She is stopped in mid-sentence, mouth open, one hand caught pointing to a bright screen full of code, head half-turned toward her notoriously flaky boss.
“Yeah, sorry, Ducinda. Do you mind very much just giving us one sentence of the findings?” He twists uncomfortably in his seat.
Titters erupt at varying amplitudes from the other eight senior managers seated around the thick-glass elliptical table.
“Ah… right… Well, simply, the generative adversarial algorithm that I was, briefly, trying to explain, has run its course. Our scrum team has gone over the options and we have…”
“How much?” Kevin squirms again.
Ducinda throws caution to the wind. “We need another two-and-a-half million…”
“Over what time period?”
“Three months.” Her shoulders sag as the bare reality is tabled without so much as a soft landing.
“It’ll take at least seven. You can have 5 million and I want reports every two weeks.” He drills past Ducinda’s pupils as she inhales sharply. “No more than half a page. One line per paragraph. Metrics to explain each assertion. If you use any trumperbolic shit you’ll be back to coding.”
Kevin smiles sweetly at her as he gets up. “There. That wasn’t hard, was it?”
At the glass door Kevin turns his head to the group. “You won’t need me for the rest of this, will you? All agreed? Good. Finish up. Wrap it tightly. Get it bloody-well DONE!”
He pushes on the exit palm-reader and the door slides open quickly.
Eagle among turkeys. Damnit. How the hell do I find some real spine! And creative brains!
He continues toward the glass-on-aluminum staircase and bounds up to the offices.
His phone buzzes. Slowing to a quick walk, Kevin reads a text then goes to a dozen emails that have piled up while he was in the meeting. Still climbing floors, he types a reply to the text.
“Ok,” mumbling as he palms through the door to his office level. “More gobbling from HR. I need a break.”

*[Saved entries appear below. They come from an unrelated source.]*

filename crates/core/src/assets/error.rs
//! Asset store error types.

use thiserror::Error;

use crate::deferred::LoadError;

/// Asset store errors.
#[derive(Debug, Error)]
pub enum AssetError {
    /// No object under the key.
    #[error("asset not found: {key}")]
    NotFound {
        /// Storage key that was not found.
        key: String,
    },

    /// Key is empty, absolute, or escapes the store root.
    #[error("invalid asset key: {0}")]
    InvalidKey(String),

    /// Storage provider configuration error.
    #[error("asset store configuration error: {0}")]
    Configuration(String),

    /// OpenDAL operation error.
    #[error("asset store operation failed: {0}")]
    Operation(String),
}

impl AssetError {
    /// Create a not found error.
    #[must_use]
    pub fn not_found(key: impl Into<String>) -> Self {
        Self::NotFound { key: key.into() }
    }

    /// Create a configuration error.
    #[must_use]
    pub fn configuration(msg: impl Into<String>) -> Self {
        Self::Configuration(msg.into())
    }
}

impl From<opendal::Error> for AssetError {
    fn from(err: opendal::Error) -> Self {
        match err.kind() {
            opendal::ErrorKind::NotFound => Self::NotFound {
                key: err.to_string(),
            },
            _ => Self::Operation(err.to_string()),
        }
    }
}

impl From<AssetError> for LoadError {
    fn from(err: AssetError) -> Self {
        match err {
            AssetError::NotFound { key } => Self::NotFound { key },
            other => Self::Source(other.to_string()),
        }
    }
}
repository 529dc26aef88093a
//! Common types used across the application.

pub mod id;

pub use id::*;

Kevin pulls his light-brown hair into place as he approaches his righthand-person, Leslee. The stand-upable desk is presently down and Leslee is hunched over his keyboard, seated on the very edge of his tan-leather chair.
“Kevin, did you text…”
“And you saw the notification from Justice…”
“Yeah.” Kevin palms his main door but only half-enters.
“Oh god. I hate that tone of yours.”
With a wry grin, “Distribute my workload, will you? Please?”
The only other raptor around here. A falcon. But definitely not a turkey.
Kevin smiles kindly, “A week. Can you give me a deciday?”
“Ten days!? Are you mad? This isn’t some mom-and-pop dime store operation, boss! What do you expect me to do – perform miracles?”
“Yes, please. Thank you, Leslee.” Kevin taps the edge of Leslee’s desk gently and enters his office, then sends over his shoulder, “Love you!” as the door zips closed.
Inside, Kevin stares blankly for a few precious minutes at the to-die-for view of the north shore mountains. His reverie is interrupted with Leslee’s coded beeps as the door bursts open.
Without turning, Kevin greets, “Sheila. Ever knock?” He continues staring at the window but now looks for the reflection of the Chair of the Board of Softdoc Inc., Sheila Hawkins.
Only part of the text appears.